Source records:
*-*-*

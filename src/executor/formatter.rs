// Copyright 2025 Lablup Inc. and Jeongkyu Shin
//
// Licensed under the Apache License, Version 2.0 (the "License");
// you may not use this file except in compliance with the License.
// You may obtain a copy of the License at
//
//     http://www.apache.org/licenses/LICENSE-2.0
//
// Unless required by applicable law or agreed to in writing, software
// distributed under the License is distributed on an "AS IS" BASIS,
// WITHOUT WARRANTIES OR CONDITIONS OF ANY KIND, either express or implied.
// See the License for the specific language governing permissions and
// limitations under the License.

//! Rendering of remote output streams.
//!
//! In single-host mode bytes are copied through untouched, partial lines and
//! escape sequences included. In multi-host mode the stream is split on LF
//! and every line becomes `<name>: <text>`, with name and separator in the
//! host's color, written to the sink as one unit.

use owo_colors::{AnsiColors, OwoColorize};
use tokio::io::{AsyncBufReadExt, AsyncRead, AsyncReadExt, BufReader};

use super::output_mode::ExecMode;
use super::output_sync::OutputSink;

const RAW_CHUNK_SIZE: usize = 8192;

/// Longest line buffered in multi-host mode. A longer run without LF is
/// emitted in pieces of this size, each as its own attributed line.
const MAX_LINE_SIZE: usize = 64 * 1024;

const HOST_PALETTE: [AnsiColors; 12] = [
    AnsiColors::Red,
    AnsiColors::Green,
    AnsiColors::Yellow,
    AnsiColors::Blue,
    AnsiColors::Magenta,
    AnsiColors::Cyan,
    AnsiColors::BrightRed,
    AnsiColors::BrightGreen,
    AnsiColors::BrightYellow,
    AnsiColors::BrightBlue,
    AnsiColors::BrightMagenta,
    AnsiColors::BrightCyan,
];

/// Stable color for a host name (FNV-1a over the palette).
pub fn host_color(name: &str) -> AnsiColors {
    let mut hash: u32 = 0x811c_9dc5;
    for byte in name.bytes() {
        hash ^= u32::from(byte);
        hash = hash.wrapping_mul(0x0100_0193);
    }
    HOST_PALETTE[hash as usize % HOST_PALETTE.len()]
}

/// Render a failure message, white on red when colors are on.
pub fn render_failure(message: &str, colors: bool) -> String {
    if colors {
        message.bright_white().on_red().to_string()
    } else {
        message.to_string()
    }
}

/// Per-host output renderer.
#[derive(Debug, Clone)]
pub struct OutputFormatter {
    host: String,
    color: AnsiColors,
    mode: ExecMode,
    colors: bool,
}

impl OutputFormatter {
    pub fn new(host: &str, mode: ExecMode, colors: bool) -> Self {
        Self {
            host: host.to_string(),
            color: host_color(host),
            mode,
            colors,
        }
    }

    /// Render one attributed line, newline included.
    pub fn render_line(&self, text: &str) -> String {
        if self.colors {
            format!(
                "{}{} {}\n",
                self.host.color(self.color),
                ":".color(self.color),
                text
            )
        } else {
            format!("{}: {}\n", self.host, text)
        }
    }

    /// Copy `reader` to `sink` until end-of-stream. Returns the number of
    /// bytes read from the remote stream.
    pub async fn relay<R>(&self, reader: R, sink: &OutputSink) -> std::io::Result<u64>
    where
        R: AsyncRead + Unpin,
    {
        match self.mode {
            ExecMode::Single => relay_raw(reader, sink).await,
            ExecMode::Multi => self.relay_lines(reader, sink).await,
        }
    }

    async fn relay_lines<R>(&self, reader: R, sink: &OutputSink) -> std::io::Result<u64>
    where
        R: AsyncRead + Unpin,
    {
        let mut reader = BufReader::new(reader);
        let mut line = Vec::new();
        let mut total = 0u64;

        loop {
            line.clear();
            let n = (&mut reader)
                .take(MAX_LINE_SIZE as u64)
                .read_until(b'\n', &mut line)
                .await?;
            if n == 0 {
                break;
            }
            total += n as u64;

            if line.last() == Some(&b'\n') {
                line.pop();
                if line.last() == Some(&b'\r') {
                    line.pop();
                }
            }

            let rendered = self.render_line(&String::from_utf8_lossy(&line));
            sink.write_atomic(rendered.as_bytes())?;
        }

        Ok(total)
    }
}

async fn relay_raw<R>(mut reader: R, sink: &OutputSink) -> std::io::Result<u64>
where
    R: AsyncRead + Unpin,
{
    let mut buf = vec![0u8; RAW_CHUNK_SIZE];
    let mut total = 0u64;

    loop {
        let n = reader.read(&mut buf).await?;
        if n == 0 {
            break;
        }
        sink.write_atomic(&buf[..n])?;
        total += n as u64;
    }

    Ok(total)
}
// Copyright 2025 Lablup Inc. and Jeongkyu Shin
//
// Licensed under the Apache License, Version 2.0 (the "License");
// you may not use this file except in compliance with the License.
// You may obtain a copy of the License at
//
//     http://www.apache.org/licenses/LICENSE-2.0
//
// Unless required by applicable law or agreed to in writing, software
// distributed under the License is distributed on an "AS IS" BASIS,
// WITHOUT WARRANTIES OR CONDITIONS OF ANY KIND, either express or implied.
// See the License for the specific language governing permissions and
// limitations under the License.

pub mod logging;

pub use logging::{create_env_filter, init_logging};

*-*-*

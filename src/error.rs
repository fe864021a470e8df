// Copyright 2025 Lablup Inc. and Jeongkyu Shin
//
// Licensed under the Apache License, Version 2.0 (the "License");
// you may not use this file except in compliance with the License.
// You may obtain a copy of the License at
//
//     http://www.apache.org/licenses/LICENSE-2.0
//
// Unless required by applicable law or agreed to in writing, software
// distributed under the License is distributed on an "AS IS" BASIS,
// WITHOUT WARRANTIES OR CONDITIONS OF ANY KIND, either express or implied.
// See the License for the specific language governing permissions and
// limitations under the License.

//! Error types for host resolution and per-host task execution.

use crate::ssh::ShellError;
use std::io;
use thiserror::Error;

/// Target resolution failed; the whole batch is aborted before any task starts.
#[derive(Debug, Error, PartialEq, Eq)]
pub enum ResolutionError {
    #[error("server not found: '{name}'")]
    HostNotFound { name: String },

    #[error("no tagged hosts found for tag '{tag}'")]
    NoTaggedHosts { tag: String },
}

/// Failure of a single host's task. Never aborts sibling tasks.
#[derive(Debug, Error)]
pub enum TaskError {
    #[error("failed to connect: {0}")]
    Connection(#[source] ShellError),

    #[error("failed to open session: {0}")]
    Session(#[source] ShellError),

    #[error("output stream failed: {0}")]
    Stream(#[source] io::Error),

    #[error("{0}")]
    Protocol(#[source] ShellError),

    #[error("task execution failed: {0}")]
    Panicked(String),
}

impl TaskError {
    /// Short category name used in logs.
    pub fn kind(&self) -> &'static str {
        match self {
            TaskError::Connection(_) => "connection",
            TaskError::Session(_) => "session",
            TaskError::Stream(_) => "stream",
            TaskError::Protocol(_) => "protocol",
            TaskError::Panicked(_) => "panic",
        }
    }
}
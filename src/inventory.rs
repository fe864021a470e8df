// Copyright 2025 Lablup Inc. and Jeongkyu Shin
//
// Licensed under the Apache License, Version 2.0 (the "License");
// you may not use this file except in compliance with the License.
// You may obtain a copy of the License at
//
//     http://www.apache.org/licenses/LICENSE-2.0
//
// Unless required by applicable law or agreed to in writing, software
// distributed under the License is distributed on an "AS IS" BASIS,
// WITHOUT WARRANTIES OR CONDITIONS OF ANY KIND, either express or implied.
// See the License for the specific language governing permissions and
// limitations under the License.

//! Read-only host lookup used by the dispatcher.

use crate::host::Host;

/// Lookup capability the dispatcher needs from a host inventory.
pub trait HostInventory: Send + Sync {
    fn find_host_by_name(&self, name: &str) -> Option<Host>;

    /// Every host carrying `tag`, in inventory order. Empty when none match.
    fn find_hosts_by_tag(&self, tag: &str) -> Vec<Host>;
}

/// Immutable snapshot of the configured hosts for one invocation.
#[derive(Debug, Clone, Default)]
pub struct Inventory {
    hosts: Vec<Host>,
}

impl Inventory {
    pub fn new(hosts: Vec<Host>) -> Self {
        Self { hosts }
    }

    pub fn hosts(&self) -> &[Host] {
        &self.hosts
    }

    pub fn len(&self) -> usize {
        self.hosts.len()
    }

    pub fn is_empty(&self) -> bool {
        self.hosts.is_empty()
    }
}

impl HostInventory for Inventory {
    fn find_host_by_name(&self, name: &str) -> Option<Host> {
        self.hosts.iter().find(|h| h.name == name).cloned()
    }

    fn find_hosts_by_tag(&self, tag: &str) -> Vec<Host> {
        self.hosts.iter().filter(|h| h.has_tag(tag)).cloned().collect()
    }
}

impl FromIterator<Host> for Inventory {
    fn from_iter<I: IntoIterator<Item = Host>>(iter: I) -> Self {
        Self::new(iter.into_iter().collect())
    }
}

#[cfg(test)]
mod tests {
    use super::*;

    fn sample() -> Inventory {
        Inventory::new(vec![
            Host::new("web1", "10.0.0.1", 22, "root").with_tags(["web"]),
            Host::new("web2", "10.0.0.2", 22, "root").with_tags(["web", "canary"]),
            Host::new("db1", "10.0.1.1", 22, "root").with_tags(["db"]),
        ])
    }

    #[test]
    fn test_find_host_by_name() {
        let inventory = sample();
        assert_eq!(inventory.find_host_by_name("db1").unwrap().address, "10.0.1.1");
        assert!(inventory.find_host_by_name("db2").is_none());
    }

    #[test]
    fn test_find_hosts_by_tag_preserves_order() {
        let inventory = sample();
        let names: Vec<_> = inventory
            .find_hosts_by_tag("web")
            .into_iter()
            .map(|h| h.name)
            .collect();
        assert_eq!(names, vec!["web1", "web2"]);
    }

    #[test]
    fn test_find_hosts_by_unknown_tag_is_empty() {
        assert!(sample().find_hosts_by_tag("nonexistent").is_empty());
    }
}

*-*-*

__Required action__. The expected answer is an exact copy of the lines above, beginning at the line with "pub fn render_failure(message: &str, colors: bool)" and ending at the line with "let n = (&mut reader)", with both ends in.

__Solution to the exercise__.
pub fn render_failure(message: &str, colors: bool) -> String {
    if colors {
        message.bright_white().on_red().to_string()
    } else {
        message.to_string()
    }
}

/// Per-host output renderer.
#[derive(Debug, Clone)]
pub struct OutputFormatter {
    host: String,
    color: AnsiColors,
    mode: ExecMode,
    colors: bool,
}

impl OutputFormatter {
    pub fn new(host: &str, mode: ExecMode, colors: bool) -> Self {
        Self {
            host: host.to_string(),
            color: host_color(host),
            mode,
            colors,
        }
    }

    /// Render one attributed line, newline included.
    pub fn render_line(&self, text: &str) -> String {
        if self.colors {
            format!(
                "{}{} {}\n",
                self.host.color(self.color),
                ":".color(self.color),
                text
            )
        } else {
            format!("{}: {}\n", self.host, text)
        }
    }

    /// Copy `reader` to `sink` until end-of-stream. Returns the number of
    /// bytes read from the remote stream.
    pub async fn relay<R>(&self, reader: R, sink: &OutputSink) -> std::io::Result<u64>
    where
        R: AsyncRead + Unpin,
    {
        match self.mode {
            ExecMode::Single => relay_raw(reader, sink).await,
            ExecMode::Multi => self.relay_lines(reader, sink).await,
        }
    }

    async fn relay_lines<R>(&self, reader: R, sink: &OutputSink) -> std::io::Result<u64>
    where
        R: AsyncRead + Unpin,
    {
        let mut reader = BufReader::new(reader);
        let mut line = Vec::new();
        let mut total = 0u64;

        loop {
            line.clear();
            let n = (&mut reader)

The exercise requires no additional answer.